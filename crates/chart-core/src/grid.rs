// File: crates/chart-core/src/grid.rs
// Summary: Nice tick steps and tick positions for linear domains.

const E10: f64 = 7.0710678118654755; // sqrt(50)
const E5: f64 = 3.1622776601683795; // sqrt(10)
const E2: f64 = 1.4142135623730951; // sqrt(2)

/// Integer tick indices plus increment. A negative `inc` means ticks are
/// `i / -inc`, which keeps sub-unit steps free of float drift.
#[derive(Clone, Copy, Debug, PartialEq)]
struct TickSpec {
    i1: f64,
    i2: f64,
    inc: f64,
}

fn tick_spec(start: f64, stop: f64, count: f64) -> TickSpec {
    let step = (stop - start) / count.max(0.0);
    let power = step.log10().floor();
    let error = step / 10f64.powf(power);
    let factor = if error >= E10 { 10.0 } else if error >= E5 { 5.0 } else if error >= E2 { 2.0 } else { 1.0 };
    let (mut i1, mut i2, inc);
    if power < 0.0 {
        let inv = 10f64.powf(-power) / factor;
        i1 = (start * inv).round();
        i2 = (stop * inv).round();
        if i1 / inv < start { i1 += 1.0; }
        if i2 / inv > stop { i2 -= 1.0; }
        inc = -inv;
    } else {
        inc = 10f64.powf(power) * factor;
        i1 = (start / inc).round();
        i2 = (stop / inc).round();
        if i1 * inc < start { i1 += 1.0; }
        if i2 * inc > stop { i2 -= 1.0; }
    }
    if i2 < i1 && (0.5..2.0).contains(&count) {
        return tick_spec(start, stop, count * 2.0);
    }
    TickSpec { i1, i2, inc }
}

/// Roughly `count` evenly spaced, human-friendly values inside `[start, stop]`.
/// Steps are 1, 2 or 5 times a power of ten. Reversed domains yield
/// descending ticks.
pub fn ticks(start: f64, stop: f64, count: usize) -> Vec<f64> {
    if count == 0 || !start.is_finite() || !stop.is_finite() { return Vec::new(); }
    let count = count as f64;
    if start == stop { return vec![start]; }
    let reverse = stop < start;
    let TickSpec { i1, i2, inc } = if reverse { tick_spec(stop, start, count) } else { tick_spec(start, stop, count) };
    if !(i2 >= i1) { return Vec::new(); }
    let n = (i2 - i1) as usize + 1;
    let value = |i: f64| if inc < 0.0 { i / -inc } else { i * inc };
    (0..n)
        .map(|k| if reverse { value(i2 - k as f64) } else { value(i1 + k as f64) })
        .collect()
}

/// Signed increment between ticks; negative values are inverted steps (`-10` means 0.1).
pub fn tick_increment(start: f64, stop: f64, count: usize) -> f64 {
    tick_spec(start, stop, count as f64).inc
}

/// Absolute distance between adjacent ticks for the given domain.
pub fn tick_step(start: f64, stop: f64, count: usize) -> f64 {
    let reverse = stop < start;
    let inc = if reverse { tick_increment(stop, start, count) } else { tick_increment(start, stop, count) };
    let step = if inc < 0.0 { 1.0 / -inc } else { inc };
    if reverse { -step } else { step }
}

#[cfg(test)]
mod tests {
    use super::*;

    #[test]
    fn single_tick_over_thirty() {
        assert_eq!(ticks(0.0, 30.0, 1), vec![0.0, 20.0]);
    }

    #[test]
    fn ten_ticks_unit_domain() {
        let t = ticks(0.0, 1.0, 10);
        assert_eq!(t.len(), 11);
        assert_eq!(t[3], 0.3);
        assert_eq!(t[10], 1.0);
    }

    #[test]
    fn reversed_and_degenerate() {
        assert_eq!(ticks(10.0, 0.0, 2), vec![10.0, 5.0, 0.0]);
        assert_eq!(ticks(4.0, 4.0, 5), vec![4.0]);
        assert!(ticks(0.0, 1.0, 0).is_empty());
    }

    #[test]
    fn steps() {
        assert_eq!(tick_step(0.0, 30.0, 1), 20.0);
        assert_eq!(tick_step(0.0, 1.0, 10), 0.1);
        assert_eq!(tick_step(100.0, 0.0, 5), -20.0);
    }
}
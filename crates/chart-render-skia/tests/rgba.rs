// File: crates/chart-render-skia/tests/rgba.rs
// Purpose: Validate RGBA rendering buffer shape and a few pixels.

use chart_core::{render, Chart, PlanOptions, Record, PALETTE};
use chart_render_skia::{RasterOptions, SkiaRenderer};

#[test]
fn render_rgba8_buffer() {
    let records = vec![Record::new("a", 100, 1.0), Record::new("a", 200, 4.0)];
    let plan = render(&records, 600.0).expect("plan");

    let opts = RasterOptions { draw_labels: false, ..RasterOptions::default() }; // avoid font variance
    let (px, w, h, stride) = SkiaRenderer::new(opts).render_to_rgba8(&plan).expect("rgba render");
    assert_eq!((w, h), (600, 300));
    assert_eq!(w as usize * h as usize * 4, px.len());
    assert_eq!(stride, (w as usize) * 4);

    // Top-left corner is plain background (white, opaque).
    assert_eq!(&px[0..4], &[255, 255, 255, 255]);

    // Second panel slot is empty, so its center stays background too.
    let at = |x: usize, y: usize| &px[y * stride + x * 4..y * stride + x * 4 + 4];
    assert_eq!(at(450, 150), &[255, 255, 255, 255]);
}

#[test]
fn dpr_scales_canvas() {
    let plan = render(&[Record::new("a", 1, 1.0)], 300.0).expect("plan");
    let opts = RasterOptions { dpr: 2.0, draw_labels: false, ..RasterOptions::default() };
    let (_, w, h, _) = SkiaRenderer::new(opts).render_to_rgba8(&plan).expect("rgba render");
    assert_eq!((w, h), (600, 600));
}

#[test]
fn polyline_pixels_use_series_color() {
    // Flat series at the top of the amount scale: a horizontal line on the plot's top edge.
    let records = vec![Record::new("a", 100, 4.0), Record::new("a", 200, 4.0)];
    let chart = Chart::with_options(PlanOptions { stroke_width: 4.0, ..PlanOptions::default() });
    let plan = chart.plan(&records, 600.0).expect("plan");

    let opts = RasterOptions { draw_labels: false, ..RasterOptions::default() };
    let (px, _, _, stride) = SkiaRenderer::new(opts).render_to_rgba8(&plan).expect("rgba render");
    let at = |x: usize, y: usize| px[y * stride + x * 4..y * stride + x * 4 + 4].to_vec();

    // Plot spans x 50..180 at y = 20 (top inset); the stroke covers rows 18..22.
    let c = PALETTE[0];
    assert_eq!(at(115, 20), vec![c.r, c.g, c.b, 255]);
    assert_eq!(at(115, 19), vec![c.r, c.g, c.b, 255]);
    // Inside the plot but away from the line stays background.
    assert_eq!(at(115, 120), vec![255, 255, 255, 255]);
}
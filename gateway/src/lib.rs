//! Cost- and reliability-aware routing gateway for multi-provider LLM
//! backends.
//!
//! The gateway sits between callers and a set of chat-completion
//! providers. For each request it classifies the caller's intent into a
//! cost tier, picks the cheapest eligible model, and wraps the call in
//! three layers of context protection (a pre-flight override for
//! oversized conversations, just-in-time history compaction, and a
//! silent retry on provider-reported overflow) plus per-model circuit
//! breakers that quarantine failing backends.
//!
//! Entry point is [`Router`]; everything else is the machinery behind it.

pub mod backend;
pub mod budget;
pub mod circuit;
pub mod compactor;
pub mod config;
pub mod error;
pub mod guard;
pub mod retry;
pub mod router;
pub mod store;
pub mod types;

pub use backend::{
    AlwaysFailingBackend, BackendCaller, BackendFailure, BackendResponse, HangingBackend,
    HttpBackend, MockBackend,
};
pub use budget::{BudgetEstimator, FixedEstimator, HeuristicEstimator};
pub use circuit::{CircuitBreaker, CircuitSnapshot, CircuitState};
pub use compactor::{Compactor, COMPACTION_MARKER};
pub use config::GatewayConfig;
pub use error::{GatewayError, GatewayResult};
pub use guard::{ContextGuard, GuardVerdict};
pub use retry::{
    classify_failure, FailureClass, InvocationFailure, InvocationOutcome, RetryOrchestrator,
};
pub use router::{desired_tier, ContentFilter, PermissiveFilter, RouteOutcome, Router};
pub use store::{
    summarize_decisions, DecisionSummary, InMemoryStore, JsonFileStore, SharedStateStore,
    StateStore, StoreError, StoreResult,
};
pub use types::{
    CostTier, FilterVerdict, Message, ModelId, Provider, Role, RoutingDecision,
};
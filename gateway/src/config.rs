//! Strongly-typed gateway configuration
//!
//! All routing tunables live here: the static cost-rate and cost-tier
//! tables, the available provider set, the context-armor thresholds, and
//! the circuit breaker parameters. Validated once at startup instead of
//! being read out of loosely-typed config objects at call sites.

use serde::{Deserialize, Serialize};
use std::collections::HashMap;

use crate::types::{CostTier, ModelId, Provider};

/// Gateway configuration
#[derive(Debug, Clone, Serialize, Deserialize)]
#[serde(default)]
pub struct GatewayConfig {
    /// Token estimate above which the pre-flight audit forces the
    /// safe fallback model (Strike 1).
    pub safety_threshold: u64,
    /// Lower bound of the JIT-compaction band (Strike 3). The band is
    /// closed on both ends: `[compaction_low, safety_threshold]`.
    pub compaction_low: u64,
    /// Consecutive failures before a model's circuit opens.
    pub failure_threshold: u32,
    /// Seconds a tripped circuit stays open before probation.
    pub cooldown_secs: u64,
    /// Deadline for a single backend call.
    pub call_timeout_secs: u64,
    /// High-context model reserved for Strike-1 overrides and the
    /// silent overflow retry.
    pub fallback_model: ModelId,
    /// Providers currently enabled for routing.
    pub available_providers: Vec<Provider>,
    /// Cost per 1M estimated input tokens, by model.
    pub cost_rates: HashMap<ModelId, f64>,
    /// Tier classification, by model.
    pub cost_tiers: HashMap<ModelId, CostTier>,
}

impl GatewayConfig {
    /// Validate the configuration.
    ///
    /// Every model must carry a positive cost rate and a tier, the
    /// fallback model must be routable, and the thresholds must form a
    /// non-empty band.
    pub fn validate(&self) -> Result<(), String> {
        if self.compaction_low > self.safety_threshold {
            return Err(format!(
                "compaction_low ({}) must not exceed safety_threshold ({})",
                self.compaction_low, self.safety_threshold
            ));
        }
        if self.failure_threshold == 0 {
            return Err("failure_threshold must be at least 1".to_string());
        }
        if self.available_providers.is_empty() {
            return Err("at least one provider must be available".to_string());
        }
        if !self.cost_rates.contains_key(&self.fallback_model) {
            return Err(format!(
                "fallback model {} has no cost rate",
                self.fallback_model
            ));
        }
        for (model, rate) in &self.cost_rates {
            if *rate <= 0.0 {
                return Err(format!("cost rate for {} must be positive", model));
            }
            if !self.cost_tiers.contains_key(model) {
                return Err(format!("model {} has a cost rate but no tier", model));
            }
        }
        for model in self.cost_tiers.keys() {
            if !self.cost_rates.contains_key(model) {
                return Err(format!("model {} has a tier but no cost rate", model));
            }
        }
        Ok(())
    }

    /// Parse and validate a TOML configuration document.
    ///
    /// Missing fields fall back to defaults, so a partial file tuning
    /// only the circuit breaker is valid.
    pub fn from_toml_str(text: &str) -> Result<Self, String> {
        let config: Self = toml::from_str(text).map_err(|e| e.to_string())?;
        config.validate()?;
        Ok(config)
    }

    /// Load configuration from a TOML file, or defaults if it is absent.
    pub fn load_or_default(path: &std::path::Path) -> Result<Self, String> {
        if !path.exists() {
            return Ok(Self::default());
        }
        let text = std::fs::read_to_string(path).map_err(|e| e.to_string())?;
        Self::from_toml_str(&text)
    }

    /// Cost rate for a model, if configured.
    pub fn cost_rate(&self, model: ModelId) -> Option<f64> {
        self.cost_rates.get(&model).copied()
    }

    /// Tier for a model, if configured.
    pub fn tier(&self, model: ModelId) -> Option<CostTier> {
        self.cost_tiers.get(&model).copied()
    }
}

impl Default for GatewayConfig {
    fn default() -> Self {
        Self {
            safety_threshold: 180_000,
            compaction_low: 150_000,
            failure_threshold: 3,
            cooldown_secs: 300,
            call_timeout_secs: 120,
            fallback_model: ModelId::GeminiPro,
            available_providers: Provider::all().to_vec(),
            cost_rates: default_cost_rates(),
            cost_tiers: default_cost_tiers(),
        }
    }
}

/// Default cost table: dollars per 1M estimated input tokens.
pub fn default_cost_rates() -> HashMap<ModelId, f64> {
    HashMap::from([
        (ModelId::Opus, 15.00),
        (ModelId::Sonnet, 3.00),
        (ModelId::Haiku, 0.25),
        (ModelId::Gpt5, 2.00),
        (ModelId::GeminiPro, 1.25),
        (ModelId::Flash, 0.075),
        (ModelId::Grok2, 2.00),
        (ModelId::Grok3, 5.00),
    ])
}

/// Default tier table.
pub fn default_cost_tiers() -> HashMap<ModelId, CostTier> {
    HashMap::from([
        (ModelId::Flash, CostTier::Economy),
        (ModelId::Haiku, CostTier::Economy),
        (ModelId::GeminiPro, CostTier::Standard),
        (ModelId::Gpt5, CostTier::Standard),
        (ModelId::Grok2, CostTier::Standard),
        (ModelId::Sonnet, CostTier::Standard),
        (ModelId::Grok3, CostTier::Premium),
        (ModelId::Opus, CostTier::Premium),
    ])
}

____________________

> **What is expected**: Show me all lines in the records that contain "configuration".

> **Answer to the problem**:
//! Strongly-typed gateway configuration
/// Gateway configuration
    /// Validate the configuration.
    /// Parse and validate a TOML configuration document.
    /// Load configuration from a TOML file, or defaults if it is absent.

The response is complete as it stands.